Effective as of December 31, 2009, Molina Healthcare, Inc. entered into Amended and Restated Employment
Agreements with each of Dr. J. Mario Molina, its President and Chief Executive Officer, John C. Molina, its Chief
Financial Officer, and Mark L. Andrews, its Chief Legal Officer and General Counsel. In addition, the Company
entered into Amended and Restated Change in Control Agreements with each of Terry Bayer, its Chief Operating
Officer, Dr. James W. Howatt, its Chief Medical Officer, and Joseph W. White, its Chief Accounting Officer.
The amendments were made to the existing employment and change in control agreements to
ensure that performance-based or incentive bonus compensation payable under the agreements in
connection with certain termination events complies with Section 162(m) of the Internal Revenue
Code of 1986, as amended (the Code), including a 2008 Internal Revenue Service Revenue Ruling
(2008-13) that impacts compensation tied to performance periods beginning after January 1, 2009.

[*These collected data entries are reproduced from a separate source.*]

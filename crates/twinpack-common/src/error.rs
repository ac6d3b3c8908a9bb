//! Unified error types for the twinpack workspace.
//!
//! Every failure is raised at composition time and aborts the build: no
//! partial graph is ever handed to the bundler.

use std::path::PathBuf;

use thiserror::Error;

/// Top-level error type shared across the workspace.
#[derive(Debug, Error)]
pub enum ConfigError {
    /// Neither or both of the service/view flags were set.
    #[error("ambiguous target: exactly one of service/view must be set (service={service}, view={view})")]
    AmbiguousTarget {
        /// Value of the service flag.
        service: bool,
        /// Value of the view flag.
        view: bool,
    },

    /// The main entry does not live under the input root.
    #[error("main entry {entry} is outside the input root {root}")]
    EntryOutsideRoot {
        /// Normalized main entry path.
        entry: PathBuf,
        /// Normalized input root.
        root: PathBuf,
    },

    /// Two provide bindings claim the same free identifier.
    #[error("duplicate provide binding for identifier \"{key}\"")]
    DuplicateProvideKey {
        /// Colliding identifier.
        key: String,
    },

    /// The main entry could not be resolved to a file.
    #[error("unresolved main entry: {message}")]
    UnresolvedMainEntry {
        /// Why the entry could not be resolved.
        message: String,
    },

    /// A configuration value is invalid.
    #[error("invalid configuration: {message}")]
    Config {
        /// Description of the invalid configuration.
        message: String,
    },

    /// An I/O operation failed.
    #[error("I/O error at {path}: {source}")]
    Io {
        /// Path where the I/O error occurred.
        path: PathBuf,
        /// Underlying I/O error.
        source: std::io::Error,
    },

    /// Serialization or deserialization failed.
    #[error("serialization error: {source}")]
    Serialization {
        /// Underlying serialization error.
        #[from]
        source: serde_json::Error,
    },
}

/// Convenience alias used throughout the workspace.
pub type Result<T> = std::result::Result<T, ConfigError>;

Assuming other requirements under Code 162(m) are satisfied, the amendments will allow the Company
to continue to fully deduct incentive bonuses paid to executives under the Companys
performance-based compensation plans.
In addition, the amendments clarify the timing of certain payments and distributions to the
executives in conformity with the requirements of Code Section 409A and the Treasury regulations
and interpretive guidance issued thereunder. If an executive is a specified employee under Internal
Revenue Code Section 409A, applicable severance amounts shall now be paid six months after the date
of the executives separation from service. In addition, certain conforming updates to the
agreements were made which do not materially affect the scope or amount of the existing salary
level, severance amount, or benefits an executive is entitled to receive under the existing
agreements.
The foregoing description of the amended and restated
agreements does not purport to be complete and is subject to, and qualified in its entirety by, reference to the
full text of the amended and restated agreements, which are filed as exhibits hereto.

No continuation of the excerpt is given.